** Opening Records for the task block **

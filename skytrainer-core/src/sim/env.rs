//! The environment the agents fly in.
//!
//! Weather and terrain are owned by the host.
//! Agents only read them through [`EnvironmentProvider`].

use bevy::ecs::resource::Resource;
use math::{GeoPosition, Length, Position, Pressure, STANDARD_PRESSURE, Wind};

pub trait EnvironmentProvider: Send + Sync + 'static {
    /// Wind at the given position and pressure altitude, if any.
    fn wind(&self, position: GeoPosition, altitude: Position<f32>) -> Option<Wind>;

    /// Local sea-level pressure used to convert between altitudes and flight levels.
    fn qnh(&self) -> Pressure;

    /// Ground elevation above mean sea level.
    fn ground_elevation(&self, position: GeoPosition) -> Position<f32>;

    /// Whether the position is still covered by the simulation.
    fn in_range(&self, position: GeoPosition) -> bool;
}

/// The environment provider used by all agents.
#[derive(Resource)]
pub struct Environment(pub Box<dyn EnvironmentProvider>);

impl Environment {
    pub fn new(provider: impl EnvironmentProvider) -> Self { Self(Box::new(provider)) }
}

impl Default for Environment {
    fn default() -> Self { Self::new(StaticEnvironment::default()) }
}

impl std::ops::Deref for Environment {
    type Target = dyn EnvironmentProvider;

    fn deref(&self) -> &Self::Target { &*self.0 }
}

/// Uniform weather over flat terrain within a circular coverage.
#[derive(Debug, Clone)]
pub struct StaticEnvironment {
    pub wind:      Option<Wind>,
    pub qnh:       Pressure,
    pub elevation: Position<f32>,
    pub center:    GeoPosition,
    pub range:     Length<f32>,
}

impl Default for StaticEnvironment {
    fn default() -> Self {
        Self {
            wind:      None,
            qnh:       STANDARD_PRESSURE,
            elevation: Position::SEA_LEVEL,
            center:    GeoPosition::new(0., 0.),
            range:     Length::from_nm(100.),
        }
    }
}

impl EnvironmentProvider for StaticEnvironment {
    fn wind(&self, _: GeoPosition, _: Position<f32>) -> Option<Wind> { self.wind }

    fn qnh(&self) -> Pressure { self.qnh }

    fn ground_elevation(&self, _: GeoPosition) -> Position<f32> { self.elevation }

    fn in_range(&self, position: GeoPosition) -> bool {
        self.center.distance(position) <= self.range
    }
}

** Closing Records for the task block **

(Work instruction)
As you read the records above, find each line that contains "Target" and copy it.

(Result for this exercise)
    type Target = dyn EnvironmentProvider;
    fn deref(&self) -> &Self::Target { &*self.0 }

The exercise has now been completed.